**EXERCISE INSTRUCTIONS:** Nothing but the lines from the start of the records through the line that contains "pub fn fraction(&self)" is to be copied, and each is to be copied exactly.

(Records from a dataset)
>>

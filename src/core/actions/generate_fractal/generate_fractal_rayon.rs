use rayon::prelude::*;

use crate::core::actions::generate_fractal::ports::fractal_algorithm::FractalAlgorithm;
use crate::core::data::point::Point;
use crate::core::data::screen::Screen;

/// Parallel [`generate_fractal`](super::generate_fractal::generate_fractal)
/// on rayon's work-stealing pool. Results keep the sequential order.
pub fn generate_fractal_rayon<Alg>(
    screen: Screen,
    algorithm: &Alg,
) -> Result<Vec<Alg::Success>, Alg::Failure>
where
    Alg: FractalAlgorithm + Sync,
    Alg::Success: Send,
    Alg::Failure: Send,
{
    let pixels: Vec<Point> = screen.pixels().collect();

    pixels
        .into_par_iter()
        .map(|pixel| algorithm.compute(pixel))
        .collect()
}
use crate::core::data::colour::Colour;
use crate::core::data::point::Point;
use crate::core::data::primitive::{Primitive, Vertex};
use crate::core::data::screen::Screen;
use crate::core::util::compute_zoom_rect::MAX_ZOOM_FRACTION;

pub const DEFAULT_ZOOM_FRACTION: f64 = 0.25;
pub const MIN_ZOOM_FRACTION: f64 = 0.05;
pub const ZOOM_FRACTION_STEP: f64 = 0.05;

/// Size of the zoom selector as a fraction of the screen.
#[derive(Debug, Copy, Clone, PartialEq)]
pub struct ZoomBox {
    fraction: f64,
}

impl Default for ZoomBox {
    fn default() -> Self {
        Self {
            fraction: DEFAULT_ZOOM_FRACTION,
        }
    }
}

impl ZoomBox {
    #[must_use]
    pub fn fraction(&self) -> f64 {
        self.fraction
    }

    pub fn grow(&mut self) {
        if self.fraction < MAX_ZOOM_FRACTION {
            self.fraction = (self.fraction + ZOOM_FRACTION_STEP).min(MAX_ZOOM_FRACTION);
        }
    }

    /// Shrinks by one step but never below a single step.
    pub fn shrink(&mut self) {
        if self.fraction > MIN_ZOOM_FRACTION {
            self.fraction -= ZOOM_FRACTION_STEP;
        }
        if self.fraction <= MIN_ZOOM_FRACTION {
            self.fraction = ZOOM_FRACTION_STEP;
        }
    }

    /// Four red lines framing the box around `centre`, in the coordinates
    /// `centre` is given in.
    #[must_use]
    pub fn outline(&self, centre: Point, screen: Screen) -> Vec<Primitive> {
        let half_width = f64::from(screen.width()) * self.fraction / 2.0;
        let half_height = f64::from(screen.height()) * self.fraction / 2.0;
        let x = f64::from(centre.x);
        let y = f64::from(centre.y);

        let bottom_left = Vertex::new(x - half_width, y - half_height);
        let top_left = Vertex::new(x - half_width, y + half_height);
        let top_right = Vertex::new(x + half_width, y + half_height);
        let bottom_right = Vertex::new(x + half_width, y - half_height);

        vec![
            Primitive::line(bottom_left, top_left, Colour::RED),
            Primitive::line(top_left, top_right, Colour::RED),
            Primitive::line(top_right, bottom_right, Colour::RED),
            Primitive::line(bottom_right, bottom_left, Colour::RED),
        ]
    }
}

<<

**ANSWER TO THE EXERCISE:**
filename src/core/actions/generate_fractal/generate_fractal_rayon.rs
use rayon::prelude::*;

use crate::core::actions::generate_fractal::ports::fractal_algorithm::FractalAlgorithm;
use crate::core::data::point::Point;
use crate::core::data::screen::Screen;

/// Parallel [`generate_fractal`](super::generate_fractal::generate_fractal)
/// on rayon's work-stealing pool. Results keep the sequential order.
pub fn generate_fractal_rayon<Alg>(
    screen: Screen,
    algorithm: &Alg,
) -> Result<Vec<Alg::Success>, Alg::Failure>
where
    Alg: FractalAlgorithm + Sync,
    Alg::Success: Send,
    Alg::Failure: Send,
{
    let pixels: Vec<Point> = screen.pixels().collect();

    pixels
        .into_par_iter()
        .map(|pixel| algorithm.compute(pixel))
        .collect()
}
use crate::core::data::colour::Colour;
use crate::core::data::point::Point;
use crate::core::data::primitive::{Primitive, Vertex};
use crate::core::data::screen::Screen;
use crate::core::util::compute_zoom_rect::MAX_ZOOM_FRACTION;

pub const DEFAULT_ZOOM_FRACTION: f64 = 0.25;
pub const MIN_ZOOM_FRACTION: f64 = 0.05;
pub const ZOOM_FRACTION_STEP: f64 = 0.05;

/// Size of the zoom selector as a fraction of the screen.
#[derive(Debug, Copy, Clone, PartialEq)]
pub struct ZoomBox {
    fraction: f64,
}

impl Default for ZoomBox {
    fn default() -> Self {
        Self {
            fraction: DEFAULT_ZOOM_FRACTION,
        }
    }
}

impl ZoomBox {
    #[must_use]
    pub fn fraction(&self) -> f64 {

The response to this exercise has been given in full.